Cheekbone Beauty is Unapologetically Indigenous
From its sustainable packaging to its striking advertising campaigns, Cheekbone Beauty is unapologetically Indigenous.
Starting a cosmetics company wasn’t intentional. Jenn Harper, Cheekbone Beauty’s Founder, was inspired to create her brand after dreaming of Native girls covered in lipgloss.
“I woke up and thought ‘this is what I’m going to do for the rest of my life”, Harper said. “This is the moment I’ve been waiting for.”
For years, Harper had wanted to do something that helped her reconnect to my indigenous roots, her culture, and her family. Cheekbone Beauty became that avenue to help do that.
Like many Canadians, she was overwhelmed by the amount of media and the negative stories that we would hear about First Nations, Metis, and Inuit Canadians. This caused her to research the Indigenous experience in Canada. In 2015, her eyes were opened by the Truth and Reconciliation Commission report.
“I had this a-ha moment,” Harper said. “My grandparents were residential school survivors, and that explained so many things. Generational and transgenerational trauma affected my family.”
Residential schools were operated by churches and the Canadian government with the purpose of assimilating Indigenous children into European-Canadian life. An estimated 150,00 Indigenous children were taken from their families and placed into residential schools. Many faced abuse and a still unknown amount of lives were lost.
Though the last residential school closed in 1996, the damage from these schools still affects the day-to-day lives of many indigenous people. They lost their cultures, languages, friends, and family members. Most survivors suffered traumas that were then passed on to their own children.
Jenn Harper wanted to change the perception of Indigenous people in Canada. As someone who was focused on reclaiming her culture, she wanted to help others to do the same.
“How can I be a part of changing this narrative?”, Harper asked herself. “ I wanted to empower Indigenous kids, instead of making them feel bad about themselves, about who they are, and where they come from.”
Cheekbone Beauty was founded in 2016 and has seen huge growth since then. Not only is the brand now carried in Sephora stores, but they are constantly challenging the idea of what an indigenous person looks like.
As an indigenous Entrepreneur, Harper is incredibly aware of the responsibility she carries.
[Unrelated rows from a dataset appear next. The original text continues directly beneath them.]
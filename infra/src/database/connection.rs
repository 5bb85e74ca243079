//! MySQL connection pool

use std::time::Duration;

use sqlx::mysql::{MySqlPool, MySqlPoolOptions};
use tracing::{error, info};

use sg_shared::config::DatabaseConfig;

use crate::InfrastructureError;

/// Open a connection pool using `config`
pub async fn create_pool(config: &DatabaseConfig) -> Result<MySqlPool, InfrastructureError> {
    if !config.url.starts_with("mysql://") {
        return Err(InfrastructureError::Config(
            "DATABASE_URL must start with mysql://".to_string(),
        ));
    }

    info!(max_connections = config.max_connections, "Connecting to MySQL");

    MySqlPoolOptions::new()
        .max_connections(config.max_connections)
        .acquire_timeout(Duration::from_secs(config.connect_timeout))
        .idle_timeout(Duration::from_secs(config.idle_timeout))
        .connect(&config.url)
        .await
        .map_err(|e| {
            error!("Failed to connect to MySQL: {}", e);
            InfrastructureError::Database(e)
        })
}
“I want to give indigenous youth the ability to see what their potential is through examples of other successful indigenous entrepreneurs”, Harper told Botree inc.
According to a 2020 study, Indigenous women are now starting businesses at twice the rate of non-indigenous women.
“For Indigenous women, self-employment is a way to increase their financial independence and stability. Indigenous women see entrepreneurship as a way to raise their family’s quality of life and improve their community’s socio-economic circumstances. The ability to govern your own schedule as an entrepreneur is also a significant advantage, as it makes it easier to balance work and family time.” (RBC, 2020)
Harper uses Cheekbone Beauty to give back to her community. As a company, they have donated over $150,000 to Indigenous charities. Though she is focused on bringing awareness and representation to the Indigenous community in the cosmetics industry, Harper also focuses on closing the education and funding gaps that currently exist.
“If you followed our brand from early on, we talked about this funding gap that exists”, Harper said. “it was really important for us to note that a level playing field does not exist for many Indigenous kids.”
Though she is focused on getting her messages across and bringing equity to Indigenous peoples, Harper is very cautious about how her brand is used by others.
“I’m not letting companies use my Indigenous brand to fulfil a corporate agenda”, Harper said.
Supporting small, Indigenous, and female lead brands helps other diverse voices find their inspiration. Cheekbone Beauty products can be found on their website, or in Sephora. Their products are cruelty-free, environmentally friendly, and bold.